▶ INFORMATION PROVIDED

■ ■ ■ ■ ■

//! Project files
//!
//! A project is a TOML document. Top-level scalar keys apply to every design
//! in the project; each table is one design section, processed in file order.
//!
//! ```toml
//! unit = "mm"
//! thickness = 1.5
//!
//! [tray]
//! design = "matchbox"
//! length = 60
//! ```

use crate::error::{ConfigError, SettingsError, SettingsResult};
use crate::settings::{Settings, SettingsBuilder};
use std::path::Path;
use toml::{Table, Value};
use tracing::debug;

/// Key naming the design variant of a section.
pub const DESIGN_KEY: &str = "design";

/// One design section of a project.
#[derive(Debug, Clone, PartialEq)]
pub struct Section {
    pub name: String,
    pub values: Table,
}

impl Section {
    /// Design tag of the section, falling back to the section name.
    pub fn design(&self) -> &str {
        self.values
            .get(DESIGN_KEY)
            .and_then(Value::as_str)
            .unwrap_or(&self.name)
    }
}

/// A parsed project file.
#[derive(Debug, Clone, Default, PartialEq)]
pub struct Project {
    globals: Table,
    sections: Vec<Section>,
}

impl Project {
    /// Load a project from a `.toml` file.
    pub fn load_from_file(path: &Path) -> SettingsResult<Self> {
        if !path.extension().is_some_and(|ext| ext == "toml") {
            return Err(ConfigError::UnsupportedFormat(path.display().to_string()).into());
        }
        let content = std::fs::read_to_string(path).map_err(|e| {
            SettingsError::LoadError(format!("{}: {}", path.display(), e))
        })?;
        let project = Self::from_toml_str(&content)?;
        debug!(
            path = %path.display(),
            sections = project.sections.len(),
            "loaded project"
        );
        Ok(project)
    }

    pub fn from_toml_str(content: &str) -> SettingsResult<Self> {
        let document: Table = toml::from_str(content)?;
        let mut project = Project::default();
        for (key, value) in document {
            match value {
                Value::Table(values) => project.sections.push(Section { name: key, values }),
                other => {
                    project.globals.insert(key, other);
                }
            }
        }
        Ok(project)
    }

    pub fn globals(&self) -> &Table {
        &self.globals
    }

    /// Sections in file order.
    pub fn sections(&self) -> &[Section] {
        &self.sections
    }

    pub fn section(&self, name: &str) -> SettingsResult<&Section> {
        self.sections
            .iter()
            .find(|s| s.name == name)
            .ok_or_else(|| ConfigError::UnknownSection(name.to_string()).into())
    }

    /// Resolve the settings of one section: design defaults, project keys,
    /// section keys, then overrides.
    pub fn settings_for(
        &self,
        section: &Section,
        defaults: Table,
        overrides: Table,
    ) -> SettingsResult<Settings> {
        SettingsBuilder::new()
            .layer("defaults", defaults)
            .layer("project", self.globals.clone())
            .layer(format!("section:{}", section.name), section.values.clone())
            .layer("overrides", overrides)
            .build()
    }
}

/// Split a `KEY=VALUE` override. The value is read as a TOML value when it
/// parses as one and as a plain string otherwise, so `length=60`,
/// `separated=true` and `width=40mm` all work unquoted.
pub fn parse_override(raw: &str) -> Result<(String, Value), ConfigError> {
    let (key, value) = raw
        .split_once('=')
        .ok_or_else(|| ConfigError::MalformedOverride(raw.to_string()))?;
    let key = key.trim();
    if key.is_empty() {
        return Err(ConfigError::MalformedOverride(raw.to_string()));
    }
    let value = value.trim();
    let parsed = format!("v = {}", value)
        .parse::<Table>()
        .ok()
        .and_then(|mut t| t.remove("v"))
        .filter(|v| !v.is_table())
        .unwrap_or_else(|| Value::String(value.to_string()));
    Ok((key.to_string(), parsed))
}

/// Collect overrides into one layer; later duplicates win.
pub fn overrides_table<S: AsRef<str>>(raw: &[S]) -> Result<Table, ConfigError> {
    let mut table = Table::new();
    for item in raw {
        let (key, value) = parse_override(item.as_ref())?;
        table.insert(key, value);
    }
    Ok(table)
}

■ ■ ■ ■ ■

▶ WORK INSTRUCTIONS
In your answer, include only the lines above starting at the line that holds "to every design" and ending at the line that holds "the section name.", copied exactly.

▶ TASK RESPONSE
//! A project is a TOML document. Top-level scalar keys apply to every design
//! in the project; each table is one design section, processed in file order.
//!
//! ```toml
//! unit = "mm"
//! thickness = 1.5
//!
//! [tray]
//! design = "matchbox"
//! length = 60
//! ```

use crate::error::{ConfigError, SettingsError, SettingsResult};
use crate::settings::{Settings, SettingsBuilder};
use std::path::Path;
use toml::{Table, Value};
use tracing::debug;

/// Key naming the design variant of a section.
pub const DESIGN_KEY: &str = "design";

/// One design section of a project.
#[derive(Debug, Clone, PartialEq)]
pub struct Section {
    pub name: String,
    pub values: Table,
}

impl Section {
    /// Design tag of the section, falling back to the section name.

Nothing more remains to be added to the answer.